Although this story is familiar in essentials, there are discrepancies: most notably the strong hint at a suicide pact. There is, too, the reference to Frances coming down to the bedroom, whereas in fact she was there already; and the description of Lucan as ‘covered in blood’, which Frances did not say to the police. She said that she could not see if there was blood on his clothes. It is possible, of course, that the child had sought to protect her father. But would she really have done that, given that he had apparently attacked her mother?
It was natural that Veronica and Christabel would have discussed these events. That does not mean that the diary recorded them wholly accurately. When Christabel left Lower Belgrave Street for the last time in early 1975, it was reported that ‘among her plans is to write a book’.27 There was no suggestion that her subject was to be the Lucan case, but it does imply that she was capable of embellishment: the Mayerling touch.28 Did Lucan really make this highly remarkable suggestion that they both take sleeping pills? Did he, as Veronica previously stated, suggest that she alone should take them? Veronica does not consistently mention it in her accounts.
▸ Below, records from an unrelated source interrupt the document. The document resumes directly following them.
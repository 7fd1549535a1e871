use chrono::{DateTime, Utc};
use serde::Serialize;

use crate::{
    inference::MoodRule,
    models::{Mood, SignalSnapshot, TextTone},
};

use super::SessionState;

/// Everything the mood card needs to draw itself.
#[derive(Debug, Clone, Serialize)]
#[serde(rename_all = "camelCase")]
pub struct MoodStatus {
    pub mood: Mood,
    pub inferred_mood: Mood,
    pub rule: MoodRule,
    pub label: &'static str,
    pub color: String,
    pub text_tone: TextTone,
    pub image_key: &'static str,
    pub tip: &'static str,
    pub challenge: &'static str,
    pub challenge_index: usize,
    pub challenge_count: usize,
    pub total_completed: u64,
    pub streak: u64,
    pub override_active: bool,
    pub override_remaining_minutes: Option<i64>,
    pub has_health_data: bool,
    pub snapshot: SignalSnapshot,
}

impl MoodStatus {
    pub fn build(
        state: &SessionState,
        mood: Mood,
        inferred_mood: Mood,
        rule: MoodRule,
        snapshot: SignalSnapshot,
        now: DateTime<Utc>,
    ) -> Self {
        let challenge_count = mood.challenges().len();
        Self {
            mood,
            inferred_mood,
            rule,
            label: mood.label(),
            color: mood.color().hex(),
            text_tone: mood.text_tone(),
            image_key: mood.image_key(),
            tip: mood.tip(),
            challenge: state.current_challenge(mood),
            challenge_index: state.challenge_index % challenge_count,
            challenge_count,
            total_completed: state.total_completed,
            streak: state.streak,
            override_active: state.is_override_active(now),
            override_remaining_minutes: state.override_remaining_minutes(now),
            has_health_data: snapshot.has_data(),
            snapshot,
        }
    }

    /// "2 of 5"
    pub fn progress_label(&self) -> String {
        format!("{} of {}", self.challenge_index + 1, self.challenge_count)
    }
}
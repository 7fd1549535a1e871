use std::sync::{Arc, Mutex};

use chrono::{DateTime, Duration, Local, Timelike, Utc};

/// Wall-clock access for the controller, swappable in tests.
pub trait Clock: Send + Sync {
    fn now(&self) -> DateTime<Utc>;

    /// Local hour (0-23) used by the time-of-day rules.
    fn local_hour(&self) -> u32 {
        self.now().with_timezone(&Local).hour()
    }
}

#[derive(Debug, Default, Clone, Copy)]
pub struct SystemClock;

impl Clock for SystemClock {
    fn now(&self) -> DateTime<Utc> {
        Utc::now()
    }
}

/// Clock that only moves when told to.
#[derive(Debug, Clone)]
pub struct ManualClock {
    inner: Arc<Mutex<(DateTime<Utc>, u32)>>,
}

impl ManualClock {
    pub fn new(start: DateTime<Utc>, hour: u32) -> Self {
        Self {
            inner: Arc::new(Mutex::new((start, hour))),
        }
    }

    pub fn advance(&self, by: Duration) {
        let mut guard = self.inner.lock().unwrap_or_else(|poisoned| poisoned.into_inner());
        guard.0 += by;
    }

    pub fn set_hour(&self, hour: u32) {
        let mut guard = self.inner.lock().unwrap_or_else(|poisoned| poisoned.into_inner());
        guard.1 = hour;
    }
}

impl Clock for ManualClock {
    fn now(&self) -> DateTime<Utc> {
        self.inner.lock().unwrap_or_else(|poisoned| poisoned.into_inner()).0
    }

    fn local_hour(&self) -> u32 {
        self.inner.lock().unwrap_or_else(|poisoned| poisoned.into_inner()).1
    }
}
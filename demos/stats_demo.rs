use clap::Parser;
use clap::ValueEnum;
use probe_set::RobinHoodSet;
use probe_set::SwissSet;

#[derive(ValueEnum, Clone, Copy, Debug)]
enum Variant {
    Swiss,
    RobinHood,
    Both,
}

#[derive(Parser, Debug)]
struct Args {
    #[arg(short = 'c', long = "target_capacity", default_value_t = 1000)]
    target_capacity: usize,

    /// Number of keys to add. Defaults to filling the table up to its load
    /// limit without growing.
    #[arg(short = 'n', long = "items")]
    items: Option<usize>,

    #[arg(short = 'v', long = "variant", value_enum, default_value_t = Variant::Both)]
    variant: Variant,
}

fn run_swiss(args: &Args) {
    let mut set: SwissSet<u64> = SwissSet::with_capacity(args.target_capacity);
    println!("== control-byte set ==");
    println!("Initial capacity: {}", set.capacity());

    let items = args.items.unwrap_or(set.capacity() / 8 * 7);
    for key in 0..items as u64 {
        if let Err(err) = set.add(key) {
            println!("add({key}) failed: {err}");
            break;
        }
    }

    println!("Inserted {} keys, capacity {}", set.count(), set.capacity());
    set.probe_stats().print();
}

fn run_robin_hood(args: &Args) {
    let mut set: RobinHoodSet<u64> = RobinHoodSet::with_capacity(args.target_capacity);
    println!("== robin-hood set ==");
    println!("Initial capacity: {}", set.capacity());

    let items = args
        .items
        .unwrap_or(set.capacity() - set.capacity() / 16);
    for key in 0..items as u64 {
        if let Err(err) = set.add(key) {
            println!("add({key}) failed: {err}");
            break;
        }
    }

    println!("Inserted {} keys, capacity {}", set.count(), set.capacity());
    set.probe_stats().print();
}

fn main() {
    let args = Args::parse();

    match args.variant {
        Variant::Swiss => run_swiss(&args),
        Variant::RobinHood => run_robin_hood(&args),
        Variant::Both => {
            run_swiss(&args);
            println!();
            run_robin_hood(&args);
        }
    }
}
She did not mention it in the News of the World interview, which gives a different, detailed version of the post-attack period. The police do not mention it at all. But if Lucan did believe that he could induce somebody to take an overdose, then he was truly as mad as a hatter. His daughter, one of the people for whom he had supposedly committed these crimes, had just seen him with Veronica. What did he think he would do with his wife’s battered and drug-filled corpse? And what, if the two of them were preparing to go away together, was to become of the children?
It frankly beggars all belief that Lucan, having killed once, and having at his mercy a tiny woman close to the oblivion of unconsciousness, did not finish her off there and then, but instead started trying to ply her with sleeping pills. Why, if he was her assailant, did he not kill her during the attack? Yes, she had put up a fight, but he was still twice her size. He may have been crying with the ordeal, as she later said (although later still she would say: ‘My husband did not cry on my shoulder or break down and weep during our conversation sitting on the stairs following the murder of Mrs Rivett’29). But she herself was bleeding from the head. She was, as she told the Daily Express, ‘weakening physically’. If Lucan was the killer, he should have killed her. Otherwise, what had been the point of it all?
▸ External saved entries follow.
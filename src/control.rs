//! Control-byte encoding and hash splitting.

/// Control byte of a slot that has never held a key since the last rehash or
/// clear.
///
/// Chosen as 0x80 (sign bit set) so a `movemask` over a group finds empty and
/// deleted slots without a compare.
pub(crate) const EMPTY: u8 = 0x80;

/// Control byte of a tombstone left behind by a removal.
pub(crate) const DELETED: u8 = 0xFE;

/// Bucket selector: the hash without the 7 fingerprint bits.
#[inline(always)]
pub(crate) fn h1(hash: u64) -> usize {
    (hash >> 7) as usize
}

/// 7-bit fingerprint stored in the control byte of an occupied slot.
#[inline(always)]
pub(crate) fn h2(hash: u64) -> u8 {
    (hash & 0x7F) as u8
}

#[inline(always)]
pub(crate) fn is_full(ctrl: u8) -> bool {
    ctrl & 0x80 == 0
}

#[cfg(test)]
mod tests {
    use super::*;

    #[test]
    fn split_uses_disjoint_bits() {
        let hash = 0xDEAD_BEEF_CAFE_F00Du64;
        assert_eq!(h2(hash), 0x0D);
        assert_eq!(h1(hash) as u64, hash >> 7);
        assert!(is_full(h2(u64::MAX)));
        assert!(!is_full(EMPTY));
        assert!(!is_full(DELETED));
    }
}
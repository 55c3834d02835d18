use alloc::vec::Vec;

/// Probe-length statistics of a set, computed on demand from its current
/// layout.
///
/// The probe length of a key is the number of slots between its ideal bucket
/// and the slot it actually occupies, so a key in its ideal bucket has probe
/// length zero.
#[derive(Debug, Clone, PartialEq, Eq)]
pub struct ProbeStats {
    /// Number of keys in the set.
    pub len: usize,
    /// Number of slots in the set.
    pub capacity: usize,
    /// Longest probe length of any key.
    pub max_probe_length: usize,
    /// Number of keys not stored in their ideal bucket.
    pub collisions: usize,
    /// `histogram[n]` is the number of keys with probe length `n`.
    pub histogram: Vec<usize>,
}

impl ProbeStats {
    pub(crate) fn from_probe_lengths(
        len: usize,
        capacity: usize,
        lengths: impl IntoIterator<Item = usize>,
    ) -> Self {
        let mut histogram = Vec::new();
        for length in lengths {
            if histogram.len() <= length {
                histogram.resize(length + 1, 0);
            }
            histogram[length] += 1;
        }

        ProbeStats {
            len,
            capacity,
            max_probe_length: histogram.len().saturating_sub(1),
            collisions: len - histogram.first().copied().unwrap_or(0),
            histogram,
        }
    }

    /// Average probe length over all keys.
    pub fn mean_probe_length(&self) -> f64 {
        if self.len == 0 {
            return 0.0;
        }
        let total: usize = self
            .histogram
            .iter()
            .enumerate()
            .map(|(length, count)| length * count)
            .sum();
        total as f64 / self.len as f64
    }

    /// Pretty-prints the statistics and a horizontal probe-length bar chart.
    #[cfg(feature = "std")]
    pub fn print(&self) {
        println!("=== Probe Statistics ===");
        println!(
            "Population: {}/{} ({:.2}% load factor)",
            self.len,
            self.capacity,
            if self.capacity == 0 {
                0.0
            } else {
                self.len as f64 / self.capacity as f64 * 100.0
            }
        );
        println!(
            "Collisions: {} (max probe {}, mean {:.3})",
            self.collisions,
            self.max_probe_length,
            self.mean_probe_length()
        );

        let max = self.histogram.iter().copied().max().unwrap_or(0);
        if max == 0 {
            println!("probe histogram: empty");
            return;
        }

        let max_bar = 60usize;
        let total_units = max_bar * 8;
        let make_bar = |count: usize| -> std::string::String {
            if count == 0 {
                return std::string::String::new();
            }
            let units = ((count as u128 * total_units as u128).div_ceil(max as u128)) as usize;
            let mut bar = "█".repeat(units / 8);
            let partial = ['▏', '▎', '▍', '▌', '▋', '▊', '▉'];
            if units % 8 > 0 {
                bar.push(partial[units % 8 - 1]);
            }
            bar
        };

        for (length, &count) in self.histogram.iter().enumerate() {
            println!("{:>3} | {} ({})", length, make_bar(count), count);
        }
    }
}
use core::alloc::Layout;
use core::fmt::Debug;
use core::hash::BuildHasher;
use core::hash::Hash;
use core::iter::FusedIterator;
use core::marker::PhantomData;
use core::mem::MaybeUninit;
use core::ptr::NonNull;

use crate::DefaultHashBuilder;
use crate::allocator::Allocator;
use crate::allocator::FallbackAllocator;
use crate::capacity::GrowthPolicy;
use crate::capacity::MIN_CAPACITY;
use crate::capacity::RobinHoodGrowth;
use crate::capacity::grown;
use crate::capacity::round_up_pow2;
use crate::control::h1;
use crate::error::Error;
use crate::error::infallible;

/// Probe byte of an empty slot.
const VACANT: u8 = 0xFF;

/// Largest storable probe distance. Reaching `VACANT` means the walk
/// saturated.
const MAX_DISTANCE: usize = 254;

/// Doublings attempted for a single insert or rehash before giving up with
/// [`Error::ProbeExhausted`].
pub const MAX_FORCED_GROWTHS: usize = 4;

#[derive(Debug)]
struct DataLayout {
    layout: Layout,
    hashes_offset: usize,
    slots_offset: usize,
}

impl DataLayout {
    fn new<K>(capacity: usize) -> Result<Self, Error> {
        let probes = Layout::array::<u8>(capacity).map_err(|_| Error::CapacityOverflow)?;
        let hashes = Layout::array::<u64>(capacity).map_err(|_| Error::CapacityOverflow)?;
        let slots =
            Layout::array::<MaybeUninit<K>>(capacity).map_err(|_| Error::CapacityOverflow)?;

        let (layout, hashes_offset) = probes
            .extend(hashes)
            .map_err(|_| Error::CapacityOverflow)?;
        let (layout, slots_offset) = layout.extend(slots).map_err(|_| Error::CapacityOverflow)?;

        Ok(DataLayout {
            layout: layout.pad_to_align(),
            hashes_offset,
            slots_offset,
        })
    }
}

/// Outcome of walking a probe run for one hash.
#[derive(Debug, Clone, Copy, PartialEq, Eq)]
enum Probe {
    Found(usize),
    /// The key would be placed at `index`, `distance` slots past its ideal
    /// bucket.
    Vacant {
        index: usize,
        distance: usize,
    },
    Saturated,
}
‘The moment had passed, I think they would argue,’ says Christina. ‘The adrenalin had gone.’
‘He was worn out,’ says the former detective-sergeant Graham Forsyth. ‘He’s killed someone. That’s a shock to his system. I think that really would have drained someone.’
And that argument might hold; were it not for this rigmarole of the sleeping pills. Lucan was too exhausted to strike or to strangle, but he was prepared to perform a Svengali-like hypnosis to compel his victim’s self-destruction.
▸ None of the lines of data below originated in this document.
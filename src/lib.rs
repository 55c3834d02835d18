#![warn(missing_docs)]
#![doc = include_str!("../README.md")]
#![cfg_attr(not(feature = "std"), no_std)]

extern crate alloc;

mod allocator;
mod capacity;
mod control;
mod error;
mod group;
mod robin_hood_set;
#[cfg(feature = "stats")]
mod stats;
mod swiss_set;
#[cfg(test)]
mod test_util;

/// Iterators returned by [`RobinHoodSet::keys`].
pub mod robin_hood {
    pub use crate::robin_hood_set::Keys;
}

/// Iterators returned by [`SwissSet::keys`].
pub mod swiss {
    pub use crate::swiss_set::Keys;
}

pub use allocator::Allocator;
pub use allocator::FallbackAllocator;
pub use error::Error;
pub use robin_hood_set::MAX_FORCED_GROWTHS;
pub use robin_hood_set::RobinHoodSet;
#[cfg(feature = "stats")]
pub use stats::ProbeStats;
pub use swiss_set::SwissSet;

cfg_if::cfg_if! {
    if #[cfg(feature = "foldhash")] {
        /// Hasher builder used when none is given: `foldhash`'s randomly seeded
        /// fast hasher.
        pub type DefaultHashBuilder = foldhash::fast::RandomState;
    } else if #[cfg(feature = "std")] {
        /// Hasher builder used when none is given: the standard library's
        /// randomly keyed SipHash.
        pub type DefaultHashBuilder = std::hash::RandomState;
    } else {
        /// Hasher builder used when none is given: unkeyed SipHash. Enable
        /// `foldhash` or `std` for a randomly seeded hasher.
        #[allow(deprecated)]
        pub type DefaultHashBuilder = core::hash::BuildHasherDefault<core::hash::SipHasher>;
    }
}
//! # fetchgraph: Association Loading and Graph Serialization
//!
//! Association-aware data loader and identity-preserving graph codec.
//! Relationships between records are declared up front, fetched through
//! explicit fetch plans (never lazily on property access), expanded
//! breadth-first with identity-map deduplication, and serialized across
//! process boundaries as a flat, reference-based envelope that survives
//! shared nodes and cycles.
//!
//! The backing store, transport, and execution-context propagation are
//! external collaborators; this crate only consumes their operations.

pub mod associations;
pub mod codec;
pub mod context;
pub mod error;
pub mod loading;
pub mod ops;
pub mod plan;
pub mod record;
pub mod service;
pub mod store;


// Re-export core traits and types
pub use associations::*;
pub use codec::*;
pub use context::*;
pub use error::*;
pub use loading::*;
pub use ops::*;
pub use plan::*;
pub use record::*;
pub use service::*;
pub use store::*;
What went on between the Lucans, in the aftermath of the attacks, is a mystery: perhaps the deepest in this story. Such is the nature of marriage, even in its death throes. As Christina said, there was a bond between them. Even their hatred was a kind of bond.
The police would say that Veronica was playing for time when she suggested to Lucan that they conceal his crime. ‘You know, saying, “let’s talk this over”,’ says Graham Forsyth. ‘Thinking, “if he gets me upstairs he’s going to finish me off.” She was fighting for her life.’ If Frances’s timings were correct, however, Lucan did get Veronica upstairs quite quickly, where he did not finish her off. Nor did he call an ambulance. One or the other, surely, would have been logical. What they talked about, if anything, is entirely unknown. A pact? If so, Veronica broke it when Lucan went into the bathroom and she ran to the pub; and yet, more than thirty years on, she was still expressing her retrospective desire to have helped her husband. When the police entered the bedroom, they found just one lamp switched on and Veronica’s blood on a towel spread over her pillow. A strange scene, darkly intimate, a Sickert set in Belgravia.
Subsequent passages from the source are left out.